Write out the lines of the records from the one containing "timer fires at." to the very last, keeping each exactly as it is.

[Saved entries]
------------------------------------
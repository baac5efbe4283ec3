use bytes::BytesMut;
use lazy_static::lazy_static;
use regex::Regex;

use crate::{
    body::Framing, canonical_header_name, BodyReader, Extensions, ParseError, Request,
};

/// Maximum length of a single line in a request head.
pub(crate) const MAX_LINE: usize = 4096;

lazy_static! {
    static ref REQUEST_LINE: Regex =
        Regex::new(r"(?i)^([a-z]+)\s+([^\s?]+)(?:\?(\S*))?\s+(http/[0-9]\.[0-9])$").unwrap();
    static ref HEADER_LINE: Regex = Regex::new(r"(?i)^([a-z0-9-]+):[ \t]*(.*?)[ \t]*$").unwrap();
}

/// Take one complete line off the front of `input`, without its line ending.
///
/// Returns `None` if no full line has been received yet.
pub(crate) fn take_line(input: &mut BytesMut) -> Result<Option<String>, ParseError> {
    let Some(position) = input.iter().position(|b| *b == b'\n') else {
        if input.len() >= MAX_LINE {
            return Err(ParseError::LineTooLong(MAX_LINE));
        }
        return Ok(None);
    };

    if position >= MAX_LINE {
        return Err(ParseError::LineTooLong(MAX_LINE));
    }

    let line = input.split_to(position + 1);
    let line = &line[..position];
    let line = line.strip_suffix(b"\r").unwrap_or(line);

    let line = String::from_utf8_lossy(line).into_owned();
    Ok(Some(line))
}

/// Request head under construction, as its lines arrive.
#[derive(Debug)]
pub(crate) struct RequestHead {
    request: Request,
    chunked: bool,
}

impl RequestHead {
    pub(crate) fn parse_request_line(line: &str, extensions: Extensions) -> Result<Self, ParseError> {
        let captures = REQUEST_LINE
            .captures(line)
            .ok_or(ParseError::InvalidRequestLine)?;
        let capture = |i| captures.get(i).map_or("", |m| m.as_str());

        let request = Request {
            method: capture(1).to_ascii_lowercase(),
            script_name: "/".to_string(),
            path: capture(2).to_string(),
            query: capture(3).to_string(),
            protocol: capture(4).to_string(),
            server_port: 0,
            server_name: None,
            content_type: None,
            content_length: None,
            headers: Vec::new(),
            extensions,
            body: None,
        };

        Ok(Self {
            request,
            chunked: false,
        })
    }

    pub(crate) fn set_server_port(&mut self, port: u16) {
        self.request.server_port = port;
    }

    pub(crate) fn parse_header(&mut self, line: &str) -> Result<(), ParseError> {
        let captures = HEADER_LINE.captures(line).ok_or(ParseError::InvalidHeader)?;
        let name = canonical_header_name(&captures[1]);
        let value = captures[2].to_string();

        let request = &mut self.request;
        match name.as_str() {
            "HTTP_CONTENT_TYPE" => request.content_type = Some(value),
            "HTTP_CONTENT_LENGTH" => {
                let invalid = || ParseError::InvalidContentLength(value.clone());
                if value.is_empty() || !value.bytes().all(|b| b.is_ascii_digit()) {
                    return Err(invalid());
                }
                let length = value.parse().map_err(|_| invalid())?;
                request.content_length = Some(length);
            }
            "HTTP_HOST" => {
                request.server_name = Some(value.clone());
                request.headers.push((name, value));
            }
            "HTTP_TRANSFER_ENCODING" => {
                self.chunked = value
                    .rsplit(',')
                    .next()
                    .map_or(false, |coding| coding.trim().eq_ignore_ascii_case("chunked"));
                request.headers.push((name, value));
            }
            _ => request.headers.push((name, value)),
        }

        Ok(())
    }

    /// Body framing declared by the head, chunked taking precedence over content-length.
    pub(crate) fn framing(&self) -> Option<Framing> {
        if self.chunked {
            return Some(Framing::Chunked { scanned: 0 });
        }

        match self.request.content_length {
            Some(len) if len > 0 => Some(Framing::Length(len)),
            _ => None,
        }
    }

    /// Finish the request, attaching the body read from `body` if any is declared.
    pub(crate) fn finish(self, body: Option<BytesMut>) -> Request {
        let mut request = self.request;

        request.body = match (self.chunked, body) {
            (_, None) => None,
            (true, Some(data)) => Some(BodyReader::chunked(data.freeze())),
            (false, Some(data)) => Some(BodyReader::sized(data.freeze())),
        };

        request
    }
}
use std::{
    cell::{Cell, RefCell},
    collections::HashMap,
    rc::{Rc, Weak},
    sync::Arc,
    time::{Duration, Instant},
};

use anyhow::{bail, Error};
use mio::{event::Source, Events, Interest, Poll, Token, Waker};
use tracing::{event, Level};
use uma_rt::Signal;

const WAKER_TOKEN: Token = Token(usize::MAX);

/// Shared mio context registry.
///
/// Actors can use an instance of this registry to register wake events, start timers, and get a
/// cross-thread waker.
/// One registry exists per worker thread, and is driven by `run_event_loop`.
pub struct Registry {
    poll: RefCell<Poll>,
    next_token: Cell<usize>,
    ready: RefCell<HashMap<Token, Rc<ReadyState>>>,
    timers: RefCell<Vec<Weak<TimerState>>>,
    waker: RefCell<Option<Signal>>,
}

impl Registry {
    /// Create a new registry with its own mio `Poll` instance.
    pub fn new() -> Result<Rc<Self>, Error> {
        let this = Self {
            poll: RefCell::new(Poll::new()?),
            next_token: Cell::new(0),
            ready: Default::default(),
            timers: Default::default(),
            waker: Default::default(),
        };

        Ok(Rc::new(this))
    }

    pub(crate) fn poll(
        &self,
        events: &mut Events,
        timeout: Option<Duration>,
    ) -> Result<(), std::io::Error> {
        self.poll.borrow_mut().poll(events, timeout)
    }

    pub(crate) fn wake(&self, token: Token, readable: bool, writable: bool) {
        event!(Level::TRACE, ?token, "sending wake");

        let signal = if token == WAKER_TOKEN {
            self.waker.borrow().clone()
        } else {
            let ready = self.ready.borrow();
            ready.get(&token).map(|state| {
                state.readable.set(state.readable.get() | readable);
                state.writable.set(state.writable.get() | writable);
                state.signal.clone()
            })
        };

        // Sources may have been deregistered after the poll returned
        let Some(signal) = signal else {
            event!(Level::TRACE, ?token, "no wake target for token");
            return;
        };

        if let Err(error) = signal.send() {
            event!(Level::TRACE, ?error, "wake target gone");
        }
    }

    /// Time left until the earliest pending timer fires.
    pub(crate) fn next_timeout(&self) -> Option<Duration> {
        let now = Instant::now();
        let mut timers = self.timers.borrow_mut();
        timers.retain(|timer| timer.strong_count() > 0);

        timers
            .iter()
            .filter_map(Weak::upgrade)
            .filter(|timer| !timer.fired.get())
            .map(|timer| timer.deadline.saturating_duration_since(now))
            .min()
    }

    pub(crate) fn fire_timers(&self) {
        let now = Instant::now();
        let mut expired = Vec::new();

        self.timers.borrow_mut().retain(|timer| {
            let Some(timer) = timer.upgrade() else {
                return false;
            };

            if timer.deadline > now {
                return true;
            }

            timer.fired.set(true);
            expired.push(timer);
            false
        });

        for timer in expired {
            event!(Level::TRACE, "timer fired");
            if let Err(error) = timer.signal.send() {
                event!(Level::TRACE, ?error, "timer target gone");
            }
        }
    }

    /// Register an event source, sending `signal` whenever it becomes ready.
    ///
    /// The returned `ReadyRef` collects the readiness seen since it was last taken. It starts out
    /// fully ready, so the first processing step after registration attempts I/O.
    pub fn register<S>(
        self: &Rc<Self>,
        source: &mut S,
        interest: Interest,
        signal: Signal,
    ) -> Result<ReadyRef, Error>
    where
        S: Source,
    {
        let token = Token(self.next_token.get());
        self.next_token.set(token.0 + 1);

        self.poll
            .borrow()
            .registry()
            .register(source, token, interest)?;

        let state = Rc::new(ReadyState {
            readable: Cell::new(true),
            writable: Cell::new(true),
            signal,
        });
        self.ready.borrow_mut().insert(token, state.clone());

        let ready = ReadyRef {
            registry: self.clone(),
            token,
            state,
        };
        Ok(ready)
    }

    /// Start a timer, sending `signal` once `duration` has passed.
    ///
    /// Dropping the returned `TimerRef` cancels the timer.
    pub fn timer(&self, duration: Duration, signal: Signal) -> TimerRef {
        let state = Rc::new(TimerState {
            deadline: Instant::now() + duration,
            fired: Cell::new(false),
            signal,
        });
        self.timers.borrow_mut().push(Rc::downgrade(&state));

        TimerRef { state }
    }

    /// Create the waker of this registry, sending `signal` when woken from any thread.
    ///
    /// Only one waker can exist per registry.
    pub fn waker(&self, signal: Signal) -> Result<Arc<Waker>, Error> {
        let mut slot = self.waker.borrow_mut();
        if slot.is_some() {
            bail!("registry already has a waker");
        }

        let waker = Waker::new(self.poll.borrow().registry(), WAKER_TOKEN)?;
        *slot = Some(signal);

        Ok(Arc::new(waker))
    }
}

struct ReadyState {
    readable: Cell<bool>,
    writable: Cell<bool>,
    signal: Signal,
}

/// Registration of an event source in a `Registry`.
pub struct ReadyRef {
    registry: Rc<Registry>,
    token: Token,
    state: Rc<ReadyState>,
}

impl ReadyRef {
    /// Take the readiness accumulated since the last call.
    pub fn take(&self) -> Ready {
        Ready {
            readable: self.state.readable.replace(false),
            writable: self.state.writable.replace(false),
        }
    }

    /// Change the interest of the registered source.
    pub fn reregister<S>(&self, source: &mut S, interest: Interest) -> Result<(), Error>
    where
        S: Source,
    {
        self.registry
            .poll
            .borrow()
            .registry()
            .reregister(source, self.token, interest)?;
        Ok(())
    }

    /// Remove the source from the registry.
    ///
    /// Call this from the owner's `Drop`, before the source itself is closed.
    pub fn deregister<S>(&self, source: &mut S)
    where
        S: Source,
    {
        self.registry.ready.borrow_mut().remove(&self.token);

        if let Err(error) = self.registry.poll.borrow().registry().deregister(source) {
            event!(Level::WARN, ?error, "failed to deregister source");
        }
    }
}

impl Drop for ReadyRef {
    fn drop(&mut self) {
        self.registry.ready.borrow_mut().remove(&self.token);
    }
}

/// Readiness of a registered source.
#[derive(Debug, Clone, Copy, PartialEq, Eq)]
pub struct Ready {
    pub readable: bool,
    pub writable: bool,
}

struct TimerState {
    deadline: Instant,
    fired: Cell<bool>,
    signal: Signal,
}

/// Handle to a running timer, cancelling it when dropped.
pub struct TimerRef {
    state: Rc<TimerState>,
}

impl TimerRef {
    /// Returns true once the timer has fired.
    pub fn is_elapsed(&self) -> bool {
        self.state.fired.get()
    }

    /// Point in time the timer fires at.
    pub fn deadline(&self) -> Instant {
        self.state.deadline
    }
}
------------------------------------
→ SOLUTION
    /// Point in time the timer fires at.
    pub fn deadline(&self) -> Instant {
        self.state.deadline
    }
}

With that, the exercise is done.